** Task to carry out **
Return every line in the entries below where the word "whether" shows up.

** Input material **
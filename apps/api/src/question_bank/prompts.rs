// All LLM prompt constants for the Question Bank module.
// Reuses cross-cutting fragments from llm_client::prompts.

/// System prompt for bank question generation: enforces JSON-only output.
pub const QUESTION_BANK_SYSTEM: &str =
    "You are an instructional designer and workforce assessment specialist. \
    You write multiple-choice questions that measure whether a learner can perform a job, \
    not whether they memorized definitions. \
    You MUST respond with valid JSON only. \
    Do NOT include any text outside the JSON array. \
    Do NOT use markdown code fences.";

/// Batch prompt template. Replace every `{placeholder}` before sending.
pub const QUESTION_BATCH_PROMPT_TEMPLATE: &str = r#"Generate {count} multiple-choice questions for the skill "{skill_name}" (category: {category}) at {difficulty} level.

OCCUPATION CONTEXT:
{job_context}

QUESTION RULES:
- Only assess the skill "{skill_name}". Do not test passive abilities such as reading comprehension or near vision.
- Each question tests applied understanding in the context of the occupation.
- Provide exactly 4 choices labeled A, B, C and D.
- Mark the correct answer by its label and explain it in one sentence.
- Every question must stand on its own so it can be reused in a randomized quiz rotation.
- {audience_instruction}

DO NOT REPEAT THESE EXISTING QUESTIONS:
{avoid_stems}

Return a JSON array with this EXACT schema (no extra fields):
[
  {
    "stem": "Question text here?",
    "choices": {"A": "Option A", "B": "Option B", "C": "Option C", "D": "Option D"},
    "correct_answer": "B",
    "explanation": "Why B is correct.",
    "difficulty": "{difficulty}"
  }
]"#;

** Task response **
    You write multiple-choice questions that measure whether a learner can perform a job, \
    not whether they memorized definitions. \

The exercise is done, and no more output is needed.